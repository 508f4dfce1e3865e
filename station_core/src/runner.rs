//! Top-level control loop: block on zero-crossing edges and run one
//! scheduler cycle per edge, with a software stall watchdog on the
//! edge source itself.

use std::time::Duration;

use crossbeam_channel::RecvTimeoutError;

use station_traits::clock::Clock;
use station_traits::{FrontEnd, HeaterDrive, Watchdog};

use crate::error::{AbortReason, Result, StationError};
use crate::mains::{MainsSync, half_cycle_ms};
use crate::safety::watchdog_budget_ms;
use crate::scheduler::{CycleOutcome, Scheduler};

/// Counters accumulated over one run.
#[derive(Debug, Clone, Copy, Default, PartialEq, Eq)]
pub struct RunReport {
    pub cycles_completed: u64,
    pub cycles_ignored: u64,
    pub overload_trips: u64,
}

/// Drive the scheduler from a mains edge source until `max_cycles`
/// completed cycles (forever when `None`), a shutdown request, or a
/// stall of the edge source.
///
/// The stall budget is slightly over one control cycle: a single
/// missing edge aborts the run with the heaters forced safe first,
/// mirroring what the hardware watchdog would do on the real board.
pub fn run<F, H, W, C>(
    scheduler: &mut Scheduler<F, H, W, C>,
    edges: &MainsSync,
    mains_hz: u32,
    conversion_timeout_ms: u64,
    max_cycles: Option<u64>,
    shutdown_check: Option<Box<dyn Fn() -> bool + Send + Sync>>,
) -> Result<RunReport>
where
    F: FrontEnd,
    H: HeaterDrive,
    W: Watchdog,
    C: Clock,
{
    let half_ms = half_cycle_ms(mains_hz);
    let budget = Duration::from_millis(watchdog_budget_ms(half_ms, conversion_timeout_ms));
    let mut report = RunReport::default();

    tracing::info!(mains_hz, budget_ms = budget.as_millis() as u64, "control loop start");

    loop {
        if let Some(check) = &shutdown_check
            && check()
        {
            scheduler.force_safe();
            tracing::info!(?report, "shutdown requested");
            return Err(crate::error::Report::new(StationError::Abort(
                AbortReason::Shutdown,
            )));
        }

        match edges.recv_edge(budget) {
            Ok(edge) => {
                match scheduler.run_cycle(edge, half_ms)? {
                    CycleOutcome::Completed => report.cycles_completed += 1,
                    CycleOutcome::Ignored => report.cycles_ignored += 1,
                    CycleOutcome::OverloadTripped => {
                        report.overload_trips += 1;
                        tracing::error!(edge, "overcurrent trip, channels latched in overload");
                    }
                }
                if scheduler.take_report() {
                    log_status(scheduler);
                }
                if let Some(max) = max_cycles
                    && report.cycles_completed >= max
                {
                    scheduler.force_safe();
                    tracing::info!(?report, "cycle budget reached");
                    return Ok(report);
                }
            }
            Err(RecvTimeoutError::Timeout) => {
                // The edge source went quiet for more than one cycle
                // plus margin. Outputs go safe before anything else.
                scheduler.force_safe();
                tracing::error!(
                    stalled_ms = edges.stalled_for_now(),
                    "zero-crossing edges stalled"
                );
                return Err(crate::error::Report::new(StationError::Abort(
                    AbortReason::WatchdogStall,
                )));
            }
            Err(RecvTimeoutError::Disconnected) => {
                scheduler.force_safe();
                return Err(crate::error::Report::new(StationError::State(
                    "edge source disconnected".into(),
                )));
            }
        }
    }
}

fn log_status<F, H, W, C>(scheduler: &Scheduler<F, H, W, C>)
where
    F: FrontEnd,
    H: HeaterDrive,
    W: Watchdog,
    C: Clock,
{
    for id in crate::channel::ChannelId::ALL {
        let ch = scheduler.channel(id);
        tracing::info!(
            channel = %id,
            state = ?ch.state(),
            temperature_c = ch.current_temperature_c(),
            target_c = ch.target_temperature_c(),
            duty = ch.duty(),
            "channel status"
        );
    }
}
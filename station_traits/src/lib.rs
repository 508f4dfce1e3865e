pub mod clock;

pub use clock::{Clock, MonotonicClock};

/// Analog front-end of one acquisition board.
///
/// The front-end multiplexes several sense paths (per channel, sub-path,
/// bias current, gain boost) behind a single converter. The scheduler
/// programs a mux-select code, waits out the settling delay, starts a
/// conversion and later collects the result. `read_result` blocks until
/// the conversion finishes or the timeout expires; results always belong
/// to the most recently started conversion.
pub trait FrontEnd {
    /// Program the mux/bias/gain lines for a measurement tag (raw bits).
    fn select(&mut self, tag_bits: u8) -> Result<(), Box<dyn std::error::Error + Send + Sync>>;

    /// Kick off a conversion under the currently selected configuration.
    fn start_conversion(&mut self) -> Result<(), Box<dyn std::error::Error + Send + Sync>>;

    /// Wait for the pending conversion and return its raw counts.
    fn read_result(
        &mut self,
        timeout: std::time::Duration,
    ) -> Result<i32, Box<dyn std::error::Error + Send + Sync>>;
}

/// Duty-cycle controlled heater switch for one channel.
pub trait HeaterDrive {
    /// Set the drive duty cycle in percent (0..=100).
    fn set_duty(&mut self, percent: u8) -> Result<(), Box<dyn std::error::Error + Send + Sync>>;

    /// Force the output into a non-drivable state immediately.
    fn force_off(&mut self) -> Result<(), Box<dyn std::error::Error + Send + Sync>>;
}

/// Hardware watchdog. Must be fed at least once per control cycle.
pub trait Watchdog {
    fn feed(&mut self);
}

impl<T: FrontEnd + ?Sized> FrontEnd for Box<T> {
    fn select(&mut self, tag_bits: u8) -> Result<(), Box<dyn std::error::Error + Send + Sync>> {
        (**self).select(tag_bits)
    }
    fn start_conversion(&mut self) -> Result<(), Box<dyn std::error::Error + Send + Sync>> {
        (**self).start_conversion()
    }
    fn read_result(
        &mut self,
        timeout: std::time::Duration,
    ) -> Result<i32, Box<dyn std::error::Error + Send + Sync>> {
        (**self).read_result(timeout)
    }
}

impl<T: HeaterDrive + ?Sized> HeaterDrive for Box<T> {
    fn set_duty(&mut self, percent: u8) -> Result<(), Box<dyn std::error::Error + Send + Sync>> {
        (**self).set_duty(percent)
    }
    fn force_off(&mut self) -> Result<(), Box<dyn std::error::Error + Send + Sync>> {
        (**self).force_off()
    }
}

impl<T: Watchdog + ?Sized> Watchdog for Box<T> {
    fn feed(&mut self) {
        (**self).feed()
    }
}
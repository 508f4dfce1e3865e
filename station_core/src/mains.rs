//! Mains zero-crossing edge source.
//!
//! The acquisition cycle is phase-locked to the mains: one cycle per
//! half-wave, so sampling always happens at the same point of the
//! waveform and heater switching noise stays out of the measurements.
//! On a host build the edges come from a paced thread; the runner only
//! sees a channel of edge indices, so a hardware zero-crossing input
//! can feed the same channel.
//!
//! Each paced pump owns exactly one thread that is shut down when the
//! `MainsSync` is dropped.

use crossbeam_channel as xch;
use station_traits::clock::Clock;
use std::sync::Arc;
use std::sync::atomic::{AtomicBool, AtomicU64, Ordering};
use std::time::{Duration, Instant};

/// Microseconds between zero crossings at the given mains frequency.
#[inline]
pub fn half_cycle_us(mains_hz: u32) -> u64 {
    1_000_000 / (2 * u64::from(mains_hz.max(1)))
}

/// Milliseconds between zero crossings, at least 1.
#[inline]
pub fn half_cycle_ms(mains_hz: u32) -> u64 {
    (half_cycle_us(mains_hz) / 1_000).max(1)
}

pub struct MainsSync {
    rx: xch::Receiver<u64>,
    last_edge: Arc<AtomicU64>,
    epoch: Instant,
    clock: Box<dyn Clock + Send + Sync>,
    shutdown: Arc<AtomicBool>,
    join_handle: Option<std::thread::JoinHandle<()>>,
}

impl MainsSync {
    /// Spawn a paced edge pump emitting one edge per mains half-cycle.
    pub fn paced<C: Clock + Clone + Send + Sync + 'static>(mains_hz: u32, clock: C) -> Self {
        let (tx, rx) = xch::bounded(1);
        let shutdown = Arc::new(AtomicBool::new(false));
        let shutdown_clone = shutdown.clone();
        let last_edge = Arc::new(AtomicU64::new(0));
        let last_edge_clone = last_edge.clone();
        let period = Duration::from_micros(half_cycle_us(mains_hz));
        let epoch = clock.now();
        let pump_clock = clock.clone();

        let join_handle = std::thread::spawn(move || {
            let mut edge: u64 = 0;
            loop {
                if shutdown_clone.load(Ordering::Relaxed) {
                    tracing::debug!("edge pump received shutdown signal");
                    break;
                }
                pump_clock.sleep(period);
                if shutdown_clone.load(Ordering::Relaxed) {
                    break;
                }
                // Consumer gone means the station is shutting down.
                if tx.send(edge).is_err() {
                    tracing::debug!("edge consumer disconnected, exiting pump");
                    break;
                }
                last_edge_clone.store(pump_clock.ms_since(epoch), Ordering::Relaxed);
                edge = edge.wrapping_add(1);
            }
            tracing::trace!("edge pump exiting cleanly");
        });

        Self {
            rx,
            last_edge,
            epoch,
            clock: Box::new(clock),
            shutdown,
            join_handle: Some(join_handle),
        }
    }

    /// Wrap an externally fed edge channel, e.g. a hardware
    /// zero-crossing interrupt or a test harness.
    pub fn external(rx: xch::Receiver<u64>) -> Self {
        Self::external_with_clock(rx, station_traits::clock::MonotonicClock::new())
    }

    /// `external`, but with the clock that stall durations are
    /// measured against.
    pub fn external_with_clock<C: Clock + Send + Sync + 'static>(
        rx: xch::Receiver<u64>,
        clock: C,
    ) -> Self {
        Self {
            rx,
            last_edge: Arc::new(AtomicU64::new(0)),
            epoch: clock.now(),
            clock: Box::new(clock),
            shutdown: Arc::new(AtomicBool::new(false)),
            join_handle: None,
        }
    }

    /// Block for the next zero crossing or time out.
    pub fn recv_edge(&self, timeout: Duration) -> Result<u64, xch::RecvTimeoutError> {
        self.rx.recv_timeout(timeout)
    }

    /// Milliseconds since the pump last delivered an edge, measured on
    /// the same clock the pump records edges with.
    pub fn stalled_for_now(&self) -> u64 {
        self.clock
            .ms_since(self.epoch)
            .saturating_sub(self.last_edge.load(Ordering::Relaxed))
    }
}

impl Drop for MainsSync {
    fn drop(&mut self) {
        self.shutdown.store(true, Ordering::Relaxed);
        if let Some(handle) = self.join_handle.take() {
            match handle.join() {
                Ok(()) => tracing::trace!("edge pump joined successfully"),
                Err(e) => tracing::warn!(?e, "edge pump panicked during shutdown"),
            }
        }
    }
}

# WORK REQUIRED
Look back at the entries above. Retype the line with "per mains half-cycle.", the line with "let join_handle = std::thread::spawn(move", and all lines in between.

# EXERCISE OUTPUT
    /// Spawn a paced edge pump emitting one edge per mains half-cycle.
    pub fn paced<C: Clock + Clone + Send + Sync + 'static>(mains_hz: u32, clock: C) -> Self {
        let (tx, rx) = xch::bounded(1);
        let shutdown = Arc::new(AtomicBool::new(false));
        let shutdown_clone = shutdown.clone();
        let last_edge = Arc::new(AtomicU64::new(0));
        let last_edge_clone = last_edge.clone();
        let period = Duration::from_micros(half_cycle_us(mains_hz));
        let epoch = clock.now();
        let pump_clock = clock.clone();

        let join_handle = std::thread::spawn(move || {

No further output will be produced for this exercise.